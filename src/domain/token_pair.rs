//! Unordered pair of distinct token addresses.

use alloy_primitives::Address;

use crate::error::{AdapterError, Result};

/// A pair of distinct token addresses, canonically sorted.
///
/// The canonical ordering guarantees `token0 < token1`, so `(A, B)` and
/// `(B, A)` produce the same key.  Constant-product factories register
/// their pairs under this key.
///
/// # Examples
///
/// ```
/// use alloy_primitives::Address;
/// use hydra_adapters::domain::TokenPair;
///
/// let a = Address::with_last_byte(1);
/// let b = Address::with_last_byte(2);
/// let pair = TokenPair::new(b, a).expect("distinct tokens");
/// assert_eq!(pair.token0(), a);
/// assert_eq!(pair, TokenPair::new(a, b).expect("distinct tokens"));
/// ```
#[derive(Debug, Clone, Copy, PartialEq, Eq, PartialOrd, Ord, Hash)]
pub struct TokenPair {
    token0: Address,
    token1: Address,
}

impl TokenPair {
    /// Creates a new canonically-ordered `TokenPair`.
    ///
    /// # Errors
    ///
    /// Returns [`AdapterError::InvalidConfiguration`] if both addresses are
    /// equal or either is the zero address.
    pub fn new(a: Address, b: Address) -> Result<Self> {
        if a == b {
            return Err(AdapterError::InvalidConfiguration(
                "token pair requires two distinct addresses",
            ));
        }
        if a.is_zero() || b.is_zero() {
            return Err(AdapterError::InvalidConfiguration(
                "token pair cannot contain the zero address",
            ));
        }
        let (token0, token1) = if a < b { (a, b) } else { (b, a) };
        Ok(Self { token0, token1 })
    }

    /// Returns the lower address.
    #[must_use]
    pub const fn token0(&self) -> Address {
        self.token0
    }

    /// Returns the higher address.
    #[must_use]
    pub const fn token1(&self) -> Address {
        self.token1
    }

    /// Returns `true` if `token` is one side of the pair.
    #[must_use]
    pub fn contains(&self, token: Address) -> bool {
        self.token0 == token || self.token1 == token
    }
}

_ _ _ _ _

**YOUR TASK**
Search the entries for the word "Returns", then gather every line that has it.

**SOLUTION FOR THIS PROBLEM**
    /// Returns [`AdapterError::InvalidConfiguration`] if both addresses are
    /// Returns the lower address.
    /// Returns the higher address.
    /// Returns `true` if `token` is one side of the pair.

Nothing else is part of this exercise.